WHAT THE EXERCISE ASKS: Search each line below for the word "manifest" and list those that contain it.

(GIVEN DATA begins)

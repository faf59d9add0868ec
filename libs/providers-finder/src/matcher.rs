//! Contract matching: which namespaces provide a contract, and what they depend on.

use crate::manifest;
use crate::model::{push_unique, NamespaceDescriptor, ProviderRecord};
use crate::registry::ProviderRegistry;

/// Build a [`ProviderRecord`] for every namespace that registers `contract`,
/// in namespace order.
///
/// Dependencies are the reserved-prefix requirements of the module manifest
/// followed by the provider's own declared dependencies, deduplicated.
///
/// A provider is emitted once. When a configured namespace shares its logical
/// name with an installed module, both resolve to the same registered provider
/// and the earlier namespace (the installed one) supplies the record.
pub fn match_contract(
    registry: &ProviderRegistry,
    namespaces: &[NamespaceDescriptor],
    contract: &str,
    reserved_prefix: &str,
) -> Vec<ProviderRecord> {
    let mut out: Vec<ProviderRecord> = Vec::new();

    for ns in namespaces {
        let Some(entry) = registry.lookup(&ns.logical_name, contract) else {
            continue;
        };
        if let Some(kept) = out.iter().find(|r| r.provider_ref == entry.provider_ref) {
            tracing::debug!(
                contract,
                namespace = %ns.logical_name,
                provider = entry.provider_ref,
                kept_package = ?kept.package_id,
                skipped_package = ?ns.package_id,
                "Namespace resolves to an already matched provider; keeping the first"
            );
            continue;
        }

        let mut dependencies = Vec::new();
        if let Some(path) = &ns.install_path {
            for dep in manifest::declared_requirements(path, reserved_prefix) {
                push_unique(&mut dependencies, dep);
            }
        }
        for dep in entry.provider.dependencies() {
            push_unique(&mut dependencies, dep);
        }

        tracing::debug!(
            contract,
            namespace = %ns.logical_name,
            provider = entry.provider_ref,
            deps = ?dependencies,
            "Provider matched"
        );

        out.push(ProviderRecord {
            package_id: ns.package_id.clone(),
            provider_ref: entry.provider_ref.to_string(),
            dependencies,
        });
    }

    out
}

(GIVEN DATA ends)

OUTPUT BELOW:
use crate::manifest;
/// Dependencies are the reserved-prefix requirements of the module manifest
            for dep in manifest::declared_requirements(path, reserved_prefix) {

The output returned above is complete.